Borrowings under the Credit Agreement may be repaid and re-borrowed at any time. Interest is payable on borrowings at either a LIBOR or base rate benchmark rate, plus an applicable margin, which adjusts based on financial performance. Current margins are 1.25% for base rate loans and 2.25% for LIBOR loans. The Credit Agreement has certain financial maintenance tests including a maximum total leverage ratio, a maximum senior secured leverage ratio and a minimum interest coverage ratio, as well as customary affirmative and negative covenants, and events of default. The negative covenants place limits on Griffon's ability to, among other things, incur indebtedness, incur liens, and make restricted payments and investments. Borrowings under the Credit Agreement are guaranteed by Griffon’s material domestic subsidiaries and are secured, on a first priority basis, by substantially all domestic assets of the Company and the guarantors, and a pledge of not greater than 65% of the equity interest in Griffon’s material, first-tier foreign subsidiaries. At June 30, 2020, there were $104,181of outstanding borrowings under the Credit Agreement; outstanding standby letters of credit were $21,617; and $274,202 was available, subject to certain loan covenants, for borrowing at that date.

(c)
In August 2016 and as amended on June 30, 2017, Griffon’s ESOP entered into a Term Loan with a bank (the "ESOP Agreement"). The Term Loan interest rate was LIBOR plus 3.00%. The Term Loan required quarterly principal payments of $569 with a balloon payment due at maturity. The Term Loan was secured by shares purchased with the proceeds of the loan and with a lien on a specific amount of Griffon assets (which ranked pari passu with the lien granted on such assets under the Credit Agreement) and was guaranteed by Griffon. On March 13, 2019, the ESOP Term Loan was refinanced with an internal loan from Griffon which was funded with cash and a draw under its Credit Agreement. The internal loan interest rate is fixed at 2.91%, matures in June 2033 and requires quarterly payments of principal, currently $635, and interest. The internal loan is secured by shares purchased with the proceeds of the loan. The amount outstanding on the internal loan at June 30, 2020 was $30,513.
  
(d)
Two Griffon subsidiaries have finance leases outstanding for real estate located in Troy, Ohio and Ocala, Florida. The leases mature in 2021 and 2025, respectively, and bear interest at fixed rates of approximately 5.0% and 2.9%, respectively. The Troy, Ohio lease is secured by a mortgage on the real estate and is guaranteed by Griffon. The Ocala, Florida lease contains one five-year renewal option. At June 30, 2020, $11,528 was outstanding, net of issuance costs.
 
(e)
In November 2012, Garant G.P. (“Garant”) entered into a CAD 15,000 ($10,974 as of June 30, 2020) revolving credit facility.  The facility accrues interest at LIBOR (USD) or the Bankers Acceptance Rate (CDN) plus 1.3% per annum (1.46% LIBOR USD and 1.56% Bankers Acceptance Rate CDN as of June 30, 2020). The revolving facility matures in October 2022. Garant is required to maintain a certain minimum equity.  At June 30, 2020, there were no borrowings under the revolving credit facility with CAD 15,000 ($10,974 as of June 30, 2020) available for borrowing.

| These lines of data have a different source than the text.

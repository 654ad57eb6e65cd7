use rand::seq::SliceRandom;
use rand::Rng;

/// A quiz question. With no options it is a free-text question whose expected
/// answer lives alongside it in the level.
#[derive(Debug, Clone, PartialEq, Eq)]
pub struct Question {
    prompt: String,
    options: Vec<String>,
    correct: usize,
    points: u32,
}

impl Question {
    /// Negative point values are clamped to zero.
    pub fn new(prompt: impl Into<String>, options: Vec<String>, correct: usize, points: i32) -> Self {
        Self {
            prompt: prompt.into(),
            options,
            correct,
            points: points.max(0) as u32,
        }
    }

    /// Shorthand for a free-text question (no options, correct index 0).
    pub fn free_text(prompt: impl Into<String>, points: i32) -> Self {
        Self::new(prompt, Vec::new(), 0, points)
    }

    pub fn prompt(&self) -> &str {
        &self.prompt
    }

    pub fn options(&self) -> &[String] {
        &self.options
    }

    pub fn correct_index(&self) -> usize {
        self.correct
    }

    pub fn points(&self) -> u32 {
        self.points
    }

    pub fn is_free_text(&self) -> bool {
        self.options.is_empty()
    }

    pub fn is_correct(&self, selected: usize) -> bool {
        selected == self.correct
    }

    /// Text of the correct option, if this is a multiple-choice question.
    pub fn correct_option(&self) -> Option<&str> {
        self.options.get(self.correct).map(String::as_str)
    }
}

/// Normalisation applied to free-text answers on both sides of a comparison.
pub fn normalize_answer(text: &str) -> String {
    text.trim().to_lowercase()
}

#[derive(Debug, Clone, Default)]
pub struct QuestionBank {
    entries: Vec<(Question, String)>,
}

impl QuestionBank {
    pub fn new() -> Self {
        Self::default()
    }

    /// Adds a question; the expected answer is stored trimmed and lowercased.
    pub fn add(&mut self, question: Question, expected: &str) {
        self.entries.push((question, normalize_answer(expected)));
    }

    /// Builder-style [`add`](Self::add) for free-text questions.
    pub fn with_free_text(mut self, prompt: &str, points: i32, expected: &str) -> Self {
        self.add(Question::free_text(prompt, points), expected);
        self
    }

    pub fn len(&self) -> usize {
        self.entries.len()
    }

    pub fn is_empty(&self) -> bool {
        self.entries.is_empty()
    }

    pub fn questions(&self) -> impl Iterator<Item = &Question> {
        self.entries.iter().map(|(q, _)| q)
    }

    /// Every entry in insertion order, split like [`draw`](Self::draw).
    pub fn all(&self) -> (Vec<Question>, Vec<String>) {
        self.entries.iter().cloned().unzip()
    }

    /// Draws up to `count` entries without replacement. Both returned vectors
    /// follow the same shuffle order, so `answers[i]` belongs to `questions[i]`.
    pub fn draw(&self, rng: &mut impl Rng, count: usize) -> (Vec<Question>, Vec<String>) {
        let mut order: Vec<usize> = (0..self.entries.len()).collect();
        order.shuffle(rng);
        order
            .into_iter()
            .take(count)
            .map(|i| self.entries[i].clone())
            .unzip()
    }
}

/// A curiosity revealed on Info cells.
#[derive(Debug, Clone, PartialEq, Eq)]
pub struct Fact {
    pub title: String,
    pub description: String,
    pub category: String,
}

impl Fact {
    pub fn new(title: &str, description: &str, category: &str) -> Self {
        Self {
            title: title.to_string(),
            description: description.to_string(),
            category: category.to_string(),
        }
    }
}

impl std::fmt::Display for Fact {
    fn fmt(&self, f: &mut std::fmt::Formatter<'_>) -> std::fmt::Result {
        write!(f, "[{}] {}: {}", self.category, self.title, self.description)
    }
}

#[cfg(test)]
mod tests {
    use super::*;
    use rand::rngs::StdRng;
    use rand::SeedableRng;
    use rstest::rstest;

    fn sample_bank() -> QuestionBank {
        QuestionBank::new()
            .with_free_text("Translate 'gato':", 10, "Cat")
            .with_free_text("Translate 'perro':", 10, "  DOG ")
            .with_free_text("Translate 'pez':", 10, "fish")
    }

    #[rstest]
    #[case(-5, 0)]
    #[case(0, 0)]
    #[case(15, 15)]
    fn points_are_clamped(#[case] given: i32, #[case] expected: u32) {
        assert_eq!(Question::free_text("q", given).points(), expected);
    }

    #[test]
    fn multiple_choice_checks_index() {
        let q = Question::new("2+2?", vec!["4".into(), "5".into()], 0, 10);
        assert!(q.is_correct(0));
        assert!(!q.is_correct(1));
        assert_eq!(q.correct_option(), Some("4"));
        assert!(!q.is_free_text());
    }

    #[test]
    fn expected_answers_are_normalized() {
        let bank = sample_bank();
        let mut rng = StdRng::seed_from_u64(0);
        let (_, answers) = bank.draw(&mut rng, 3);
        let mut sorted = answers.clone();
        sorted.sort();
        assert_eq!(sorted, vec!["cat", "dog", "fish"]);
    }

    #[test]
    fn draw_keeps_questions_and_answers_aligned() {
        let bank = sample_bank();
        let mut rng = StdRng::seed_from_u64(42);
        let (questions, answers) = bank.draw(&mut rng, 2);
        assert_eq!(questions.len(), 2);
        for (q, a) in questions.iter().zip(&answers) {
            let expected = match q.prompt() {
                "Translate 'gato':" => "cat",
                "Translate 'perro':" => "dog",
                "Translate 'pez':" => "fish",
                other => panic!("unexpected prompt {other}"),
            };
            assert_eq!(a, expected);
        }
        assert_ne!(questions[0], questions[1]);
    }

    #[rstest]
    #[case(0, 0)]
    #[case(1, 1)]
    #[case(3, 3)]
    #[case(10, 3)]
    fn draw_caps_at_bank_size(#[case] asked: usize, #[case] got: usize) {
        let mut rng = StdRng::seed_from_u64(1);
        let (questions, answers) = sample_bank().draw(&mut rng, asked);
        assert_eq!(questions.len(), got);
        assert_eq!(answers.len(), got);
    }

    #[test]
    fn fact_display_includes_category() {
        let fact = Fact::new("Moon", "It drifts away about 3.8 cm a year.", "Science");
        assert_eq!(fact.to_string(), "[Science] Moon: It drifts away about 3.8 cm a year.");
    }
}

In July 2016 and as amended in March 2019, Griffon Australia Holdings Pty Ltd and its Australian subsidiaries (collectively, "Griffon Australia") entered into an AUD 29,625 term loan, AUD 20,000 revolver and AUD 10,000 receivable purchase facility agreement. The term loan requires quarterly principal payments of AUD 1,250 plus interest with a balloon payment of AUD 9,625 due upon maturity in March 2022, and accrues interest at Bank Bill Swap Bid Rate “BBSY” plus 1.95% per annum (2.09% at June 30, 2020). During the quarter ended June 30, 2020, the term loan balance was reduced by AUD 5,000, from AUD 23,375 to AUD 18,375 with proceeds from an AUD 5,000 increase in the commitment of the receivables purchase line from AUD 10,000 to AUD 15,000. The term loan had an outstanding balance of AUD 17,125 ($11,761 as of June 30, 2020). The revolving facility and receivable purchase facility mature in March 2022, but are renewable upon mutual agreement with the lender. The revolving facility and receivable purchase facility accrue interest at BBSY plus 1.9% and 1.35%, respectively, per annum (2.05% and 1.49%, respectively, at June 30, 2020). At June 30, 2020, there were no borrowings under the revolver and the receivable purchase facility. The revolver, receivable purchase facility and the term loan are all secured by substantially all of the assets of Griffon Australia and its subsidiaries. Griffon Australia is required to maintain a certain minimum equity level and is subject to a maximum leverage ratio and a minimum fixed charges cover ratio.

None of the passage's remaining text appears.